Ahead of St Michael’s Day at the end of the month, we were touching on some of the Bible’s angel stories, including Jacob wrestling with an angel. Jacob emerged with both a blessing and a limp, which is perhaps potentially a likely result of any genuine encounter with God. I like the allusive nature of the resulting new hanging in church - the departing angel leaving scattered feathers in its wake.
“Empathy is costly.” So said one of those I visited in the afternoon, reflecting on her emotional reaction to much of the news and the situation of people around us. “If I didn’t feel so much for others, perhaps I wouldn’t be as anxious,” she was almost saying. “Being humanly aware is never going to be emotionally easy,” might be another, possibly more positive, take.
Sympathy is in part what is implied by its linguistic root: syn-pathos - alongside the pain of another. By contrast, empathy (although actually an early twentieth century English translation of a nineteenth century German psychological term) implies being en-pathos, in the pain of another. So, yes, empathy is always going to painful; not just alongside someone’s pain, but in it.
Which might give me another very partial tool for explaining the story of God-in-Christ.

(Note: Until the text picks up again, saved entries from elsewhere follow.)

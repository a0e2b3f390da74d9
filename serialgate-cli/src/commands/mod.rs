//! CLI command implementations.
//!
//! Each subcommand has its own module with argument definitions and handlers.
//!
//! # Command Modules
//!
//! - [`config`] - Configuration management (path, show, init)
//! - [`run`] - Main command (serve stdin through the compute worker)

pub mod config;
pub mod run;
//! Panic reporting.
//!
//! Installs a panic hook that writes the panicking thread, location and
//! message both to stderr and through `tracing`, so a panic in the worker
//! thread also lands in the trace file. The original hook runs afterwards.
//!
//! Panics inside `Engine::compute` are caught by the worker loop and only
//! fail their request; the hook still reports them.

use std::io::Write;
use std::panic::{self, PanicHookInfo};
use std::sync::Once;

static INSTALL: Once = Once::new();

/// Initialize the panic handler.
///
/// Safe to call more than once; only the first call installs the hook.
pub fn init() {
    INSTALL.call_once(|| {
        let original_hook = panic::take_hook();

        panic::set_hook(Box::new(move |info: &PanicHookInfo<'_>| {
            handle_panic(info);
            original_hook(info);
        }));
    });
}

/// What is reported about one panic.
#[derive(Debug, Clone, PartialEq, Eq)]
struct PanicReport {
    thread: String,
    location: Option<String>,
    message: String,
}

impl PanicReport {
    fn from_info(info: &PanicHookInfo<'_>) -> Self {
        let thread = std::thread::current()
            .name()
            .unwrap_or("<unnamed>")
            .to_string();
        let location = info
            .location()
            .map(|l| format!("{}:{}:{}", l.file(), l.line(), l.column()));
        let message = if let Some(message) = info.payload().downcast_ref::<&str>() {
            (*message).to_string()
        } else if let Some(message) = info.payload().downcast_ref::<String>() {
            message.clone()
        } else {
            "<non-string payload>".to_string()
        };

        Self {
            thread,
            location,
            message,
        }
    }
}

fn handle_panic(info: &PanicHookInfo<'_>) {
    let report = PanicReport::from_info(info);

    tracing::error!(
        thread = %report.thread,
        location = report.location.as_deref().unwrap_or("unknown"),
        message = %report.message,
        "Panic"
    );

    // Write to stderr directly since logging may be broken
    let mut stderr = std::io::stderr().lock();
    let _ = writeln!(stderr);
    let _ = writeln!(stderr, "━━━ serialgate panic ━━━");
    let _ = writeln!(stderr, "Thread:   {}", report.thread);
    if let Some(location) = &report.location {
        let _ = writeln!(stderr, "Location: {}", location);
    }
    let _ = writeln!(stderr, "Message:  {}", report.message);
    let _ = writeln!(stderr);
    let _ = stderr.flush();
}

#[cfg(test)]
mod tests {
    use super::*;

    #[test]
    fn test_init_is_idempotent() {
        init();
        init();
    }

    #[test]
    fn test_hook_keeps_unwinding_behavior() {
        init();

        let handle = std::thread::Builder::new()
            .name("panic-hook-test".to_string())
            .spawn(|| std::panic::catch_unwind(|| panic!("boom {}", 7)).is_err())
            .unwrap();

        assert!(handle.join().unwrap());
    }

    #[test]
    fn test_uncaught_panic_still_reaches_join() {
        init();

        let handle = std::thread::Builder::new()
            .name("panic-hook-join".to_string())
            .spawn(|| panic!("worker gone"))
            .unwrap();

        let payload = handle.join().unwrap_err();
        assert_eq!(payload.downcast_ref::<&str>(), Some(&"worker gone"));
    }
}
//! Default values for all configuration settings and the
//! `ConfigFile::default()` implementation.

use std::path::PathBuf;

use super::settings::*;
use crate::gate::{DEFAULT_QUEUE_CAPACITY, DEFAULT_WORKER_THREAD_NAME};

/// Default log file, relative to the working directory.
pub const DEFAULT_LOG_FILE: &str = "logs/serialgate.log";

/// Whether logs are mirrored to stderr by default.
pub const DEFAULT_LOG_CONSOLE: bool = true;

impl Default for ConfigFile {
    fn default() -> Self {
        Self {
            queue: QueueSettings {
                capacity: DEFAULT_QUEUE_CAPACITY,
            },
            worker: WorkerSettings {
                thread_name: DEFAULT_WORKER_THREAD_NAME.to_string(),
            },
            logging: LoggingSettings {
                file: PathBuf::from(DEFAULT_LOG_FILE),
                console: DEFAULT_LOG_CONSOLE,
            },
            engine: EngineSettings::default(),
        }
    }
}
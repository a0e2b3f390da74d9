//! serialgate - serialized access to a single expensive compute engine
//!
//! This library puts one stateful, strictly sequential computation engine
//! (a model, a solver, a device context) behind a request/response
//! interface that any number of concurrent callers can use.
//!
//! # High-Level API
//!
//! The [`gate`] module is the core: a bounded admission queue, a single
//! worker thread that owns the engine, and a per-request response channel.
//!
//! ```ignore
//! use serialgate::gate::{ComputeService, GateConfig, TracingTelemetrySink};
//! use std::sync::Arc;
//!
//! let (service, client) = ComputeService::start(
//!     GateConfig::default(),
//!     || MyEngine::load(),
//!     Arc::new(TracingTelemetrySink),
//! )?;
//!
//! // From any task: admitted immediately or rejected with QueueFull.
//! let answer = client.call(params).await?;
//! ```
//!
//! Supporting modules:
//! - [`engine`] - the engine and factory traits implemented by users
//! - [`config`] - INI configuration file and environment overrides
//! - [`logging`] - tracing subscriber with a file trace destination
//! - [`panic`] - panic hook reporting through tracing and stderr

pub mod config;
pub mod engine;
pub mod gate;
pub mod logging;
pub mod panic;

/// Version of the serialgate library and CLI.
///
/// This is synchronized across all components in the workspace.
/// The version is defined in `Cargo.toml` and injected at compile time.
pub const VERSION: &str = env!("CARGO_PKG_VERSION");
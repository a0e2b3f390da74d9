//! Environment variable overrides, applied on top of the config file.

use super::file::ConfigFileError;
use super::parser::{capacity_reason, expand_tilde, parse_capacity};
use super::settings::ConfigFile;

/// Overrides `[queue] capacity`.
pub const ENV_QUEUE_CAPACITY: &str = "SERIALGATE_QUEUE_CAPACITY";

/// Overrides `[logging] file`.
pub const ENV_LOG_FILE: &str = "SERIALGATE_LOG_FILE";

impl ConfigFile {
    /// Applies overrides from the process environment.
    pub fn with_env_overrides(self) -> Result<Self, ConfigFileError> {
        self.with_overrides_from(|key| std::env::var(key).ok())
    }

    /// Applies overrides from an arbitrary variable lookup.
    pub fn with_overrides_from<F>(mut self, lookup: F) -> Result<Self, ConfigFileError>
    where
        F: Fn(&str) -> Option<String>,
    {
        if let Some(v) = lookup(ENV_QUEUE_CAPACITY) {
            self.queue.capacity = parse_capacity(&v).ok_or_else(|| ConfigFileError::InvalidValue {
                section: "env".to_string(),
                key: ENV_QUEUE_CAPACITY.to_string(),
                value: v.clone(),
                reason: capacity_reason(),
            })?;
        }

        if let Some(v) = lookup(ENV_LOG_FILE) {
            let v = v.trim();
            if !v.is_empty() {
                self.logging.file = expand_tilde(v);
            }
        }

        Ok(self)
    }
}

#[cfg(test)]
mod tests {
    use super::*;
    use std::collections::HashMap;
    use std::path::PathBuf;

    fn lookup(vars: &[(&str, &str)]) -> impl Fn(&str) -> Option<String> {
        let vars: HashMap<String, String> = vars
            .iter()
            .map(|(k, v)| (k.to_string(), v.to_string()))
            .collect();
        move |key| vars.get(key).cloned()
    }

    #[test]
    fn test_no_overrides() {
        let config = ConfigFile::default().with_overrides_from(lookup(&[])).unwrap();
        assert_eq!(config, ConfigFile::default());
    }

    #[test]
    fn test_overrides_applied() {
        let config = ConfigFile::default()
            .with_overrides_from(lookup(&[
                (ENV_QUEUE_CAPACITY, "3"),
                (ENV_LOG_FILE, "/tmp/gate.log"),
            ]))
            .unwrap();

        assert_eq!(config.queue.capacity, 3);
        assert_eq!(config.logging.file, PathBuf::from("/tmp/gate.log"));
    }

    #[test]
    fn test_invalid_capacity_override() {
        let err = ConfigFile::default()
            .with_overrides_from(lookup(&[(ENV_QUEUE_CAPACITY, "-1")]))
            .unwrap_err();
        assert!(err.to_string().contains(ENV_QUEUE_CAPACITY));
    }

    #[test]
    fn test_oversized_capacity_override() {
        let huge = usize::MAX.to_string();
        let err = ConfigFile::default()
            .with_overrides_from(lookup(&[(ENV_QUEUE_CAPACITY, huge.as_str())]))
            .unwrap_err();
        assert!(err.to_string().contains("at most"));
    }
}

God is fully human in Jesus of Nazareth, so it is not strange that God being alongside us like that should be ultimately costly. “Divine empathy is necessarily a journey towards the cross”? So those created in the image of God should simply expect to detect some resonance of all this within ourselves?
Finally, touching base with a colleague this morning, we reflected together on the normality (rather than ‘strangeness’) of these times. Like all the others brought up in relatively prosperous homes in post-War Britain, we came to assume the absence of war, isolation from discrimination, a stable climate, the protection provided by antibiotics and vaccines, freely available health care, a consensus around the concept of human rights, reliable pension provision, and networks of protective insurance. We came to assume a naturally secure context.
Which, of course, isn’t what most human beings knew through history or know around the world today. What comes to us as ‘strange times’ alert us to what we should have always have recognised to be ‘normal times’.
I don’t know whether these three things hang together – emerging from the latest bit of struggle both fractured and blessed, feeling the cost of being attentive enough to others distress, finding the upheavals around us reveal what is normal for most people – chasing the scatter of almost blooded feathers (the colour wasn’t planned but came from the boa donated at the service) behind the disappearing messenger from God.